The Extra Mile

The Extra Mile

We often refer on this page to the relatively poor fuel economy of a cold engine, mainly in terms of reduced combustion efficiency, not to mention the significantly higher emissions produced by a cold engine. A significant amount of energy and fuel is used to bring engine components, the transmission, and fluids like engine coolant and oil, all up to working temperature. The same goes for the tyres, which take several miles to stabilise at their elevated running temperature, around 20 to 30 degrees Celsius above ambient, at which their rolling resistance is significantly lower than when they are cold, and when they consequently use less fuel.

It’s hard to arrive at precise figures for this cold start loss of fuel economy, but taking a typical engine and transmission that might weigh 200 to 250kgs, you can arrive at a figure of the order of 0.3 to 0.5 litres of extra diesel used in this period, to warm up these items and the tyres. It’s obviously dependent on engine size and weight how efficiently and quickly the engine warms up by heat conduction through the engine, and the ambient temperatures involved, and it obviously takes longer in winter temperatures. But do these estimated figures convert into the lower fuel economy that we may observe in real life during the warm-up period? If we take 10 miles as the distance for an engine to reach optimum working temperature, and a car that typically averages 45mpg when hot, and use the lower speculative figure above of 0.3 litres of diesel to warm up the engine and transmission, it produces a cold start fuel economy figure of just 35mpg ñ a drop of 10mpg. This seems reasonably correct, and owners making a 10-mile trip to and from work every day will average as much as 10mpg less than they might achieve on longer journeys with a hot engine, which again is reasonable.

If there’s any doubt about how thirsty a car can be when its engine is cold, some figures from a true cold start on the MPG Marathon fuel economy event a few years back, in a Jaguar XF 2.2D automatic, support the case. On a very cold and frosty morning, and with a freshly zeroed trip computer, the mpg display took nearly 20 miles to climb above 40mpg. Compare this with the average figure for the two-day event, over nearly 400 miles in two days, of 58.5mpg over the same sort of terrain, with fairly brief stops for coffee and lunch, during which the engine will have cooled down a little.

Where does such speculation about cold start fuel economy take us? Well, there’s no real reason at all why UK market cars could not be offered with engine block heaters that are used to preheat the coolant, and thus the engine.
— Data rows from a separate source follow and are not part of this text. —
//! Loading of per-sonde summary files from the archive.
//!
//! A summary file holds three telemetry entries for one sonde: first seen,
//! highest, and last seen. The archive writes them as a JSON array in that
//! order; hand-edited files may use an object keyed by slot name instead.

use std::fs;
use std::io;
use std::path::{Path, PathBuf};

use serde::Deserialize;
use serde_json::Value;

use crate::error::RecordError;
use crate::models::{parse_instant, Slot, Snapshot, SondeRecord, SummarySlots};

/// Telemetry entry as written in a summary file. Other fields are ignored.
#[derive(Debug, Deserialize)]
struct RawEntry {
    #[serde(default)]
    datetime: Option<String>,
    #[serde(default)]
    lat: Option<f64>,
    #[serde(default)]
    lon: Option<f64>,
    #[serde(default)]
    alt: Option<f64>,
    #[serde(default)]
    serial: Option<String>,
}

/// Result of loading a summary directory.
#[derive(Debug, Default)]
pub struct LoadReport {
    pub records: Vec<SondeRecord>,
    /// Files that were skipped as unusable
    pub skipped: Vec<PathBuf>,
}

/// Parse one summary document.
///
/// # Arguments
/// * `json` - File contents
/// * `fallback_serial` - Used when no entry carries a serial (usually the file stem)
pub fn parse_summary(json: &str, fallback_serial: &str) -> Result<SondeRecord, RecordError> {
    let document: Value = serde_json::from_str(json)?;

    let mut entries: Vec<(Slot, Value)> = Vec::new();
    match document {
        Value::Array(items) => {
            if items.len() != Slot::ALL.len() {
                return Err(RecordError::BadSlotCount(items.len()));
            }
            for (slot, item) in Slot::ALL.into_iter().zip(items) {
                if !item.is_null() {
                    entries.push((slot, item));
                }
            }
        }
        Value::Object(map) => {
            let mut named: Vec<Slot> = Vec::new();
            for (key, item) in map {
                let Some(slot) = Slot::parse(&key) else {
                    tracing::debug!("Ignoring unknown summary key '{}'", key);
                    continue;
                };
                // "first" and "launch" both name the launch slot; only one may appear.
                if named.contains(&slot) {
                    return Err(RecordError::DuplicateSlot {
                        slot: slot.to_string(),
                        key,
                    });
                }
                named.push(slot);
                if !item.is_null() {
                    entries.push((slot, item));
                }
            }
        }
        _ => return Err(RecordError::BadLayout),
    }

    let mut slots = SummarySlots::default();
    let mut serial: Option<String> = None;

    // Walk slots in flight order so the serial comes from the earliest entry.
    entries.sort_by_key(|(slot, _)| Slot::ALL.iter().position(|s| s == slot));
    for (slot, item) in entries {
        let raw: RawEntry = serde_json::from_value(item)?;
        let snapshot = to_snapshot(slot, raw, fallback_serial)?;
        if serial.is_none() {
            serial = Some(snapshot.serial.clone());
        }
        slots.set(slot, snapshot);
    }

    let serial = serial.unwrap_or_else(|| fallback_serial.to_string());
    SondeRecord::new(serial, slots)
}

fn to_snapshot(slot: Slot, raw: RawEntry, fallback_serial: &str) -> Result<Snapshot, RecordError> {
    let slot_name = slot.as_str().to_string();

    let datetime = raw.datetime.ok_or_else(|| RecordError::MissingField {
        slot: slot_name.clone(),
        field: "datetime",
    })?;
    let timestamp = parse_instant(&datetime).map_err(|_| RecordError::BadTimestamp {
        slot: slot_name.clone(),
        value: datetime.clone(),
    })?;

    let lat = require_finite(&slot_name, "lat", raw.lat)?;
    let lon = require_finite(&slot_name, "lon", raw.lon)?;
    let altitude_m = require_finite(&slot_name, "alt", raw.alt)?;

    let serial = raw
        .serial
        .map(|s| s.trim().to_string())
        .filter(|s| !s.is_empty())
        .unwrap_or_else(|| fallback_serial.to_string());

    Ok(Snapshot {
        serial,
        timestamp,
        lat,
        lon,
        altitude_m,
    })
}

fn require_finite(slot: &str, field: &'static str, value: Option<f64>) -> Result<f64, RecordError> {
    let value = value.ok_or_else(|| RecordError::MissingField {
        slot: slot.to_string(),
        field,
    })?;
    if !value.is_finite() {
        return Err(RecordError::NonFinite {
            slot: slot.to_string(),
            field,
        });
    }
    Ok(value)
}

/// Load a single summary file. The file stem is the fallback serial.
pub fn load_summary_file(path: &Path) -> Result<SondeRecord, RecordError> {
    let contents = fs::read_to_string(path)?;
    let stem = path
        .file_stem()
        .map(|s| s.to_string_lossy().into_owned())
        .unwrap_or_default();
    parse_summary(&contents, &stem)
}

/// Load every `*.json` summary in `dir`, in file-name order.
///
/// Unreadable or malformed files are logged and skipped. Only a failure to
/// list the directory itself is returned as an error.
pub fn load_summary_dir(dir: &Path) -> io::Result<LoadReport> {
    let mut paths: Vec<PathBuf> = fs::read_dir(dir)?
        .filter_map(|entry| entry.ok().map(|e| e.path()))
        .filter(|path| path.is_file() && path.extension().is_some_and(|ext| ext == "json"))
        .collect();
    paths.sort();

    tracing::info!("Working on {} summary files in {}", paths.len(), dir.display());

    let mut report = LoadReport::default();
    for path in paths {
        tracing::debug!("Loading {}", path.display());
        match load_summary_file(&path) {
            Ok(record) => report.records.push(record),
            Err(e) => {
                tracing::warn!("Skipping {}: {}", path.display(), e);
                report.skipped.push(path);
            }
        }
    }

    Ok(report)
}

#[cfg(test)]
mod tests {
    use super::*;

    const ARCHIVE_SUMMARY: &str = r#"[
        {"datetime": "2024-04-08T17:05:12.000000Z", "lat": 36.9, "lon": -90.1, "alt": 120.5,
         "serial": "22059930", "frequency": 403.0, "type": "RS41"},
        {"datetime": "2024-04-08T18:12:24.000000Z", "lat": 36.37851, "lon": -90.69866,
         "alt": 20000.0, "serial": "22059930"},
        {"datetime": "2024-04-08T19:02:40.500000Z", "lat": 36.1, "lon": -91.0, "alt": 310.0,
         "serial": "22059930"}
    ]"#;

    #[test]
    fn parses_archive_array_layout() {
        let record = parse_summary(ARCHIVE_SUMMARY, "ignored").unwrap();
        assert_eq!(record.serial(), "22059930");
        assert_eq!(record.slots().len(), 3);

        let burst = record.slots().burst.as_ref().unwrap();
        assert_eq!(burst.altitude_m, 20000.0);
        assert_eq!(burst.timestamp, parse_instant("2024-04-08T18:12:24Z").unwrap());
    }

    #[test]
    fn parses_named_slot_layout() {
        let json = r#"{
            "last": {"datetime": "2024-04-08T19:00:00Z", "lat": 36.0, "lon": -91.0, "alt": 300.0},
            "first": {"datetime": "2024-04-08T17:00:00Z", "lat": 37.0, "lon": -90.0, "alt": 100.0}
        }"#;
        let record = parse_summary(json, "T1234567").unwrap();
        assert_eq!(record.serial(), "T1234567");
        assert!(record.slots().burst.is_none());
        assert_eq!(record.slots().launch.as_ref().unwrap().lat, 37.0);
    }

    #[test]
    fn repeated_slot_alias_rejects_record() {
        let json = r#"{
            "first": {"datetime": "2024-04-08T17:00:00Z", "lat": 37.0, "lon": -90.0, "alt": 100.0},
            "launch": {"datetime": "2024-04-08T17:01:00Z", "lat": 37.1, "lon": -90.0, "alt": 400.0}
        }"#;
        let err = parse_summary(json, "x").unwrap_err();
        assert!(matches!(err, RecordError::DuplicateSlot { ref slot, .. } if slot == "launch"));
    }

    #[test]
    fn unparsable_timestamp_rejects_record() {
        let json = ARCHIVE_SUMMARY.replace("2024-04-08T18:12:24.000000Z", "not-a-time");
        let err = parse_summary(&json, "x").unwrap_err();
        assert!(matches!(err, RecordError::BadTimestamp { .. }));
    }

    #[test]
    fn missing_coordinate_rejects_record() {
        let json = r#"{"burst": {"datetime": "2024-04-08T18:00:00Z", "lat": 36.0, "alt": 300.0}}"#;
        let err = parse_summary(json, "x").unwrap_err();
        assert!(matches!(err, RecordError::MissingField { field: "lon", .. }));
    }

    #[test]
    fn wrong_entry_count_is_rejected() {
        let json = r#"[{"datetime": "2024-04-08T18:00:00Z", "lat": 1.0, "lon": 1.0, "alt": 1.0}]"#;
        assert!(matches!(
            parse_summary(json, "x").unwrap_err(),
            RecordError::BadSlotCount(1)
        ));
    }

    #[test]
    fn document_without_slots_is_empty() {
        let json = r#"{"lat": 1.0, "lon": 2.0}"#;
        assert!(matches!(parse_summary(json, "x").unwrap_err(), RecordError::Empty));
        assert!(matches!(parse_summary("42", "x").unwrap_err(), RecordError::BadLayout));
        assert!(matches!(parse_summary("{", "x").unwrap_err(), RecordError::Json(_)));
    }
}
//! Plain-text serial lists passed between pipeline steps.

use anyhow::{Context, Result};
use std::collections::HashSet;
use std::fs;
use std::path::Path;

/// Write one serial per line, dropping repeats.
pub fn write_serial_list(path: &Path, serials: &[String]) -> Result<usize> {
    let unique = dedupe(serials.iter().map(String::as_str));
    let mut contents = String::new();
    for serial in &unique {
        contents.push_str(serial);
        contents.push('\n');
    }
    fs::write(path, contents)
        .with_context(|| format!("Failed to write serial list {}", path.display()))?;
    Ok(unique.len())
}

/// Read a serial list. Blank lines and `#` comments are ignored.
pub fn read_serial_list(path: &Path) -> Result<Vec<String>> {
    let contents = fs::read_to_string(path)
        .with_context(|| format!("Failed to read serial list {}", path.display()))?;
    Ok(dedupe(
        contents
            .lines()
            .map(str::trim)
            .filter(|line| !line.is_empty() && !line.starts_with('#')),
    ))
}

fn dedupe<'a>(serials: impl Iterator<Item = &'a str>) -> Vec<String> {
    let mut seen = HashSet::new();
    serials
        .filter(|s| seen.insert(*s))
        .map(str::to_string)
        .collect()
}
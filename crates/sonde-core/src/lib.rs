pub mod error;
pub mod filter;
pub mod kml;
pub mod models;
pub mod spatial;
pub mod summary;
pub mod track;

pub use error::{ConfigError, RecordError, TrackError};
pub use filter::{
    matched_serials, sort_chronologically, FilterConfig, HorizonFilter, DEFAULT_MIN_ELEVATION_DEG,
};
pub use kml::{KmlDocument, KmlOptions};
pub use models::{
    parse_instant, Match, Observer, Slot, Snapshot, SondeRecord, SummarySlots, TimeWindow,
};
pub use spatial::{haversine_distance, look_angles, LookAngles};
pub use summary::{load_summary_dir, load_summary_file, parse_summary, LoadReport};
pub use track::{load_track_file, parse_amateur_export, parse_track, FlightTrack, TrackPoint};
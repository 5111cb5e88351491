/// A custom property value attached to a map, layer, tileset, tile or object.
#[derive(Debug, Clone, PartialEq)]
pub enum PropertyValue {
    /// `bool`
    Bool(bool),
    /// `int` and `object` references
    I64(i64),
    /// `float`
    F32(f32),
    /// `string`, also `file`, `color` and `class`
    String(String),
}

impl PropertyValue {
    /// Tiled type name used when writing the property back out.
    pub fn type_name(&self) -> &'static str {
        match self {
            PropertyValue::Bool(_) => "bool",
            PropertyValue::I64(_) => "int",
            PropertyValue::F32(_) => "float",
            PropertyValue::String(_) => "string",
        }
    }
}

/// Custom properties in file order.
#[derive(Debug, Clone, Default, PartialEq)]
pub struct Properties {
    entries: Vec<(String, PropertyValue)>,
}

impl Properties {
    /// No properties.
    pub fn new() -> Self {
        Self::default()
    }

    /// Inserts or replaces `name`, keeping the original position on replace.
    pub fn insert(&mut self, name: impl Into<String>, value: PropertyValue) {
        let name = name.into();
        match self.entries.iter_mut().find(|(k, _)| *k == name) {
            Some((_, v)) => *v = value,
            None => self.entries.push((name, value)),
        }
    }

    /// Value of `name`, any type.
    pub fn get(&self, name: &str) -> Option<&PropertyValue> {
        self.entries
            .iter()
            .find(|(k, _)| k == name)
            .map(|(_, v)| v)
    }

    /// `name` if it is a bool.
    pub fn get_bool(&self, name: &str) -> Option<bool> {
        match self.get(name)? {
            PropertyValue::Bool(v) => Some(*v),
            _ => None,
        }
    }

    /// `name` if it is an int.
    pub fn get_i64(&self, name: &str) -> Option<i64> {
        match self.get(name)? {
            PropertyValue::I64(v) => Some(*v),
            _ => None,
        }
    }

    /// `name` if it is an int that fits in `i32`.
    pub fn get_i32(&self, name: &str) -> Option<i32> {
        self.get_i64(name).and_then(|v| i32::try_from(v).ok())
    }

    /// `name` if it is a float.
    pub fn get_f32(&self, name: &str) -> Option<f32> {
        match self.get(name)? {
            PropertyValue::F32(v) => Some(*v),
            _ => None,
        }
    }

    /// `name` if it is a string.
    pub fn get_string(&self, name: &str) -> Option<&str> {
        match self.get(name)? {
            PropertyValue::String(v) => Some(v.as_str()),
            _ => None,
        }
    }

    /// Name and value pairs in file order.
    pub fn iter(&self) -> impl Iterator<Item = (&str, &PropertyValue)> {
        self.entries.iter().map(|(k, v)| (k.as_str(), v))
    }

    /// Number of properties.
    pub fn len(&self) -> usize {
        self.entries.len()
    }

    /// `true` when there are no properties.
    pub fn is_empty(&self) -> bool {
        self.entries.is_empty()
    }
}

#[cfg(test)]
mod tests {
    use super::*;

    #[test]
    fn insert_replaces_in_place() {
        let mut props = Properties::new();
        props.insert("a", PropertyValue::I64(1));
        props.insert("b", PropertyValue::Bool(true));
        props.insert("a", PropertyValue::I64(5_000_000_000));

        let names: Vec<_> = props.iter().map(|(k, _)| k).collect();
        assert_eq!(names, ["a", "b"]);
        assert_eq!(props.get_i64("a"), Some(5_000_000_000));
        assert_eq!(props.get_i32("a"), None);
        assert_eq!(props.get_string("b"), None);
    }
}
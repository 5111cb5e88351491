// tests/integration_example.rs

use std::path::Path;
use std::rc::Rc;

use tiled_gid_codec::{
    decode_layer_data, encode_layer_data, encode_map_to_json, load_map_str, Cell, GidMapper,
    ImageRef, Layer, LayerDataFormat, LayerKind, LoadOptions, Map, MapObject, ObjectGroup,
    ObjectShape, SaveOptions, Tile, TileLayer, Tileset,
};

fn terrain_and_props() -> (Rc<Tileset>, Rc<Tileset>) {
    let terrain = Rc::new(Tileset::new("terrain", 16, 16).with_image("terrain.png", 64, 64));
    let props = Rc::new(Tileset::new("props", 16, 16).with_image("props.png", 64, 32));
    (terrain, props)
}

#[test]
fn two_tileset_layer_survives_zlib_round_trip() {
    let (terrain, props) = terrain_and_props();
    assert_eq!((terrain.tile_count(), props.tile_count()), (16, 8));

    let mut mapper = GidMapper::new();
    mapper.insert(1, Rc::clone(&terrain));
    mapper.insert(17, Rc::clone(&props));

    let mut layer = TileLayer::new(2, 2);
    for (i, gid) in [5u32, 20 | tiled_gid_codec::FLIPPED_HORIZONTALLY_FLAG, 0, 17]
        .into_iter()
        .enumerate()
    {
        let cell = mapper.gid_to_cell(gid).expect("gid resolves");
        layer.set_cell(i % 2, i / 2, cell);
    }

    let payload = encode_layer_data(&mapper, &layer, LayerDataFormat::Base64Zlib).unwrap();
    let mut decoded = TileLayer::new(2, 2);
    decode_layer_data(&mapper, &mut decoded, &payload, LayerDataFormat::Base64Zlib).unwrap();

    assert_eq!(decoded.cell_at(0, 0), &Cell::from_tileset(&terrain, 4));
    assert_eq!(
        decoded.cell_at(1, 0),
        &Cell::from_tileset(&props, 3).flipped_horizontally(true)
    );
    assert!(decoded.cell_at(0, 1).is_empty());
    assert_eq!(decoded.cell_at(1, 1), &Cell::from_tileset(&props, 0));
    assert_eq!(decoded, layer);
}

#[test]
fn map_saved_as_json_loads_back_identically() -> anyhow::Result<()> {
    let (terrain, props) = terrain_and_props();
    let mut map = Map::new(3, 2, 16, 16);
    map.add_tileset(Rc::clone(&terrain));
    map.add_tileset(Rc::clone(&props));

    let mut ground = TileLayer::new(3, 2);
    ground.set_cell(0, 0, Cell::from_tileset(&terrain, 15).flipped_anti_diagonally(true));
    ground.set_cell(2, 1, Cell::from_tileset(&props, 7).flipped_vertically(true));
    map.add_layer(Layer::new("ground", LayerKind::Tiles(ground)));

    let mut chest = MapObject::new(4, ObjectShape::Tile(Cell::from_tileset(&props, 2)));
    chest.name = "chest".into();
    map.add_layer(Layer::new(
        "things",
        LayerKind::Objects(ObjectGroup {
            objects: vec![chest],
        }),
    ));

    for format in [
        LayerDataFormat::Csv,
        LayerDataFormat::Base64,
        LayerDataFormat::Base64Gzip,
        LayerDataFormat::Base64Zlib,
    ] {
        let options = SaveOptions {
            layer_format: format,
            compression_level: Some(9),
        };
        let text = encode_map_to_json(&map, &options)?;
        let loaded = load_map_str(&text, Path::new("."), &LoadOptions { probe_images: false })?;

        assert_eq!(loaded.tilesets().len(), 2);
        let terrain2 = &loaded.tilesets()[0];
        let props2 = &loaded.tilesets()[1];
        assert_eq!(terrain2.name(), "terrain");

        let (_, tiles) = loaded.tile_layers().next().expect("tile layer");
        assert_eq!(
            tiles.cell_at(0, 0),
            &Cell::from_tileset(terrain2, 15).flipped_anti_diagonally(true),
            "{format:?}"
        );
        assert_eq!(
            tiles.cell_at(2, 1),
            &Cell::from_tileset(props2, 7).flipped_vertically(true)
        );
        assert_eq!(tiles.cells().iter().filter(|c| !c.is_empty()).count(), 2);

        let (_, group) = loaded.object_groups().next().expect("object layer");
        assert_eq!(group.objects[0].name, "chest");
        assert_eq!(group.objects[0].cell(), Some(&Cell::from_tileset(props2, 2)));
    }
    Ok(())
}

#[test]
fn map_gid_mapper_matches_json_first_gids() -> anyhow::Result<()> {
    let (terrain, props) = terrain_and_props();
    let mut map = Map::new(1, 1, 16, 16);
    map.add_tileset(terrain);
    map.add_tileset(props);

    let text = encode_map_to_json(&map, &SaveOptions::default())?;
    let json: serde_json::Value = serde_json::from_str(&text)?;
    assert_eq!(json["tilesets"][0]["firstgid"], 1);
    assert_eq!(json["tilesets"][1]["firstgid"], 17);
    Ok(())
}

#[test]
fn every_tileset_kind_survives_save_and_load() -> anyhow::Result<()> {
    let atlas = Rc::new(Tileset::new("atlas", 16, 16).with_image("atlas.png", 64, 64));
    let grid = Rc::new(Tileset::new("grid", 16, 16).with_grid(4, 16));
    let mut props = Tileset::new("props", 32, 32);
    props.add_tile(Tile::new(2));
    let mut barrel = Tile::new(7);
    barrel.image = barrel_image();
    props.add_tile(barrel);
    let props = Rc::new(props);

    let mut map = Map::new(3, 2, 16, 16);
    for ts in [&atlas, &grid, &props] {
        map.add_tileset(Rc::clone(ts));
    }
    let mut layer = TileLayer::new(3, 2);
    layer.set_cell(0, 0, Cell::from_tileset(&atlas, 15));
    layer.set_cell(1, 0, Cell::from_tileset(&grid, 5).flipped_vertically(true));
    layer.set_cell(2, 0, Cell::from_tileset(&props, 2));
    layer.set_cell(0, 1, Cell::from_tileset(&props, 7).flipped_horizontally(true));
    map.add_layer(Layer::new("ground", LayerKind::Tiles(layer)));

    for format in [LayerDataFormat::Csv, LayerDataFormat::Base64Zlib] {
        let options = SaveOptions {
            layer_format: format,
            compression_level: None,
        };
        let text = encode_map_to_json(&map, &options)?;
        let loaded = load_map_str(&text, Path::new("."), &LoadOptions { probe_images: false })?;

        let [atlas2, grid2, props2] = loaded.tilesets() else {
            panic!("expected three tilesets, got {}", loaded.tilesets().len());
        };
        assert_eq!((atlas2.column_count(), atlas2.tile_count()), (4, 16));
        assert_eq!((grid2.column_count(), grid2.tile_count()), (4, 16));
        assert!(grid2.image().is_none());
        assert!(props2.is_collection());
        assert_eq!(props2.tiles().iter().map(Tile::id).collect::<Vec<_>>(), [2, 7]);
        assert_eq!(props2.tile_at(7).and_then(|t| t.image.clone()), barrel_image());

        let (_, tiles) = loaded.tile_layers().next().expect("tile layer");
        assert_eq!(tiles.cell_at(0, 0), &Cell::from_tileset(atlas2, 15), "{format:?}");
        assert_eq!(
            tiles.cell_at(1, 0),
            &Cell::from_tileset(grid2, 5).flipped_vertically(true)
        );
        assert_eq!(tiles.cell_at(2, 0), &Cell::from_tileset(props2, 2));
        assert_eq!(
            tiles.cell_at(0, 1),
            &Cell::from_tileset(props2, 7).flipped_horizontally(true)
        );
        assert!(tiles.cell_at(2, 1).is_empty());
    }
    Ok(())
}

fn barrel_image() -> Option<ImageRef> {
    Some(ImageRef {
        source: "barrel.png".into(),
        width: 32,
        height: 48,
    })
}
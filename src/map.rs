use std::path::Path;
use std::rc::Rc;

use crate::error::MapError;
use crate::gid_mapper::GidMapper;
use crate::layer::{Layer, LayerKind, ObjectGroup, TileLayer};
use crate::loader::json_loader::load_map_file;
use crate::options::{LoadOptions, SaveOptions};
use crate::properties::Properties;
use crate::tileset::{SharedTileset, Tileset};
use crate::writer::json_writer::save_map_file;

/// A tile map document: shared tilesets plus layers in draw order.
#[derive(Debug, Clone)]
pub struct Map {
    /// In tiles
    pub width: u32,
    /// In tiles
    pub height: u32,
    /// Grid cell width in pixels
    pub tile_width: u32,
    /// Grid cell height in pixels
    pub tile_height: u32,
    /// Custom properties
    pub properties: Properties,
    /// Bottom to top
    pub layers: Vec<Layer>,
    tilesets: Vec<SharedTileset>,
}

impl Map {
    /// An empty map without tilesets or layers.
    pub fn new(width: u32, height: u32, tile_width: u32, tile_height: u32) -> Self {
        Map {
            width,
            height,
            tile_width,
            tile_height,
            properties: Properties::new(),
            layers: Vec::new(),
            tilesets: Vec::new(),
        }
    }

    /// Reads a Tiled JSON map, see [`load_map_file`](crate::load_map_file).
    pub fn load(path: impl AsRef<Path>, options: &LoadOptions) -> Result<Self, MapError> {
        load_map_file(path.as_ref(), options)
    }

    /// Writes the map as Tiled JSON, see [`save_map_file`](crate::save_map_file).
    pub fn save(&self, path: impl AsRef<Path>, options: &SaveOptions) -> Result<(), MapError> {
        save_map_file(self, path.as_ref(), options)
    }

    /// Tilesets in GID order.
    pub fn tilesets(&self) -> &[SharedTileset] {
        &self.tilesets
    }

    /// Appends `tileset` unless this very tileset is already part of the map.
    /// Returns its index.
    pub fn add_tileset(&mut self, tileset: SharedTileset) -> usize {
        match self.tileset_index(&tileset) {
            Some(i) => i,
            None => {
                self.tilesets.push(tileset);
                self.tilesets.len() - 1
            }
        }
    }

    /// Position of `tileset` in [`tilesets`](Self::tilesets).
    pub fn tileset_index(&self, tileset: &Tileset) -> Option<usize> {
        self.tilesets
            .iter()
            .position(|ts| std::ptr::eq(Rc::as_ptr(ts), tileset))
    }

    /// Mapper with first GIDs assigned by tileset order, starting at 1.
    pub fn gid_mapper(&self) -> GidMapper {
        GidMapper::from_tilesets(&self.tilesets)
    }

    /// Adds `layer` on top.
    pub fn add_layer(&mut self, layer: Layer) {
        self.layers.push(layer);
    }

    /// First layer called `name`.
    pub fn layer_by_name(&self, name: &str) -> Option<&Layer> {
        self.layers.iter().find(|l| l.name == name)
    }

    /// Tile layers with their shared attributes, bottom to top.
    pub fn tile_layers(&self) -> impl Iterator<Item = (&Layer, &TileLayer)> {
        self.layers.iter().filter_map(|l| match &l.kind {
            LayerKind::Tiles(t) => Some((l, t)),
            _ => None,
        })
    }

    /// Object layers with their shared attributes, bottom to top.
    pub fn object_groups(&self) -> impl Iterator<Item = (&Layer, &ObjectGroup)> {
        self.layers.iter().filter_map(|l| match &l.kind {
            LayerKind::Objects(o) => Some((l, o)),
            _ => None,
        })
    }

    /// Whether any tile layer cell or tile object uses `tileset`.
    pub fn is_tileset_used(&self, tileset: &Tileset) -> bool {
        let uses = |cell: &crate::cell::Cell| {
            cell.tile().is_some_and(|t| t.belongs_to(tileset))
        };
        self.tile_layers()
            .any(|(_, t)| t.cells().iter().any(uses))
            || self
                .object_groups()
                .flat_map(|(_, g)| g.objects.iter())
                .filter_map(|o| o.cell())
                .any(uses)
    }
}

#[cfg(test)]
mod tests {
    use super::*;
    use crate::cell::Cell;
    use crate::layer::{MapObject, ObjectShape};

    #[test]
    fn first_gids_follow_tileset_order() {
        let mut map = Map::new(4, 4, 16, 16);
        let a = Rc::new(Tileset::new("a", 16, 16).with_grid(4, 16));
        let b = Rc::new(Tileset::new("b", 16, 16).with_grid(4, 8));
        assert_eq!(map.add_tileset(Rc::clone(&a)), 0);
        assert_eq!(map.add_tileset(Rc::clone(&b)), 1);
        assert_eq!(map.add_tileset(Rc::clone(&a)), 0);

        let mapper = map.gid_mapper();
        assert_eq!(mapper.first_gid(&a), Some(1));
        assert_eq!(mapper.first_gid(&b), Some(17));
    }

    #[test]
    fn tileset_usage_covers_layers_and_objects() {
        let mut map = Map::new(2, 2, 16, 16);
        let a = Rc::new(Tileset::new("a", 16, 16).with_grid(2, 4));
        let b = Rc::new(Tileset::new("b", 16, 16).with_grid(2, 4));
        map.add_tileset(Rc::clone(&a));
        map.add_tileset(Rc::clone(&b));

        let mut tiles = TileLayer::new(2, 2);
        tiles.set_cell(1, 1, Cell::from_tileset(&a, 3));
        map.add_layer(Layer::new("ground", LayerKind::Tiles(tiles)));
        assert!(map.is_tileset_used(&a));
        assert!(!map.is_tileset_used(&b));

        let group = ObjectGroup {
            objects: vec![MapObject::new(1, ObjectShape::Tile(Cell::from_tileset(&b, 0)))],
        };
        map.add_layer(Layer::new("things", LayerKind::Objects(group)));
        assert!(map.is_tileset_used(&b));
        assert_eq!(map.tile_layers().count(), 1);
        assert!(map.layer_by_name("things").is_some());
    }
}
fn json_property_to_ir(prop: JsonProperty) -> Result<Option<(String, PropertyValue)>, MapError> {
    let JsonProperty { name, kind, value } = prop;

    let parsed = match kind.as_deref() {
        Some("bool") => value.as_bool().map(PropertyValue::Bool),
        Some("int") | Some("object") => value.as_i64().map(PropertyValue::I64),
        Some("float") => value.as_f64().map(|n| PropertyValue::F32(n as f32)),
        Some("string") | Some("file") | Some("color") | Some("class") => {
            value.as_str().map(|s| PropertyValue::String(s.to_owned()))
        }
        Some(other) => {
            return Err(MapError::UnsupportedPropertyType {
                name,
                kind: other.to_owned(),
            });
        }
        None => {
            if let Some(v) = value.as_bool() {
                Some(PropertyValue::Bool(v))
            } else if let Some(v) = value.as_i64() {
                Some(PropertyValue::I64(v))
            } else if let Some(v) = value.as_f64() {
                Some(PropertyValue::F32(v as f32))
            } else {
                value.as_str().map(|s| PropertyValue::String(s.to_owned()))
            }
        }
    };

    Ok(parsed.map(|value| (name, value)))
}

fn properties_from_json(props: Vec<JsonProperty>) -> Result<Properties, MapError> {
    let mut out = Properties::new();
    for p in props {
        if let Some((name, value)) = json_property_to_ir(p)? {
            out.insert(name, value);
        }
    }
    Ok(out)
}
These are routinely specified in Scandinavia and other countries with extreme winters, allowing owners to plug in mains electricity engine heaters (typically of around 1.5kW power) programmed to warm up an engine for maybe an hour or two before the car is needed, or for longer periods in extreme cold. In the UK, they would probably use around 3 to 4kWh of electricity, costing perhaps 50 to 60p, to give almost instant cabin heating, easy clearance of frosted-up windows and, by virtue of better oil circulation, reduced engine wear. This, in effect, is precisely the sort of pre-heating facility now offered on today’s electric cars, in their case specifically to pre-heat the cabin and thus to extend their battery range. But manufacturers apparently don’t see any reason to offer British motorists with conventional cars what has long been offered in other countries, and the many benefits, even in Britain’s relatively mild climate, are ignored. They offer heated seats, heated screens, heated mirrors, and heated washer nozzles, but we’re not offered the option of engine pre-heating, something that would save fuel, make winter cold starts less of a challenge, and also cut engine emissions when they’re at their very highest.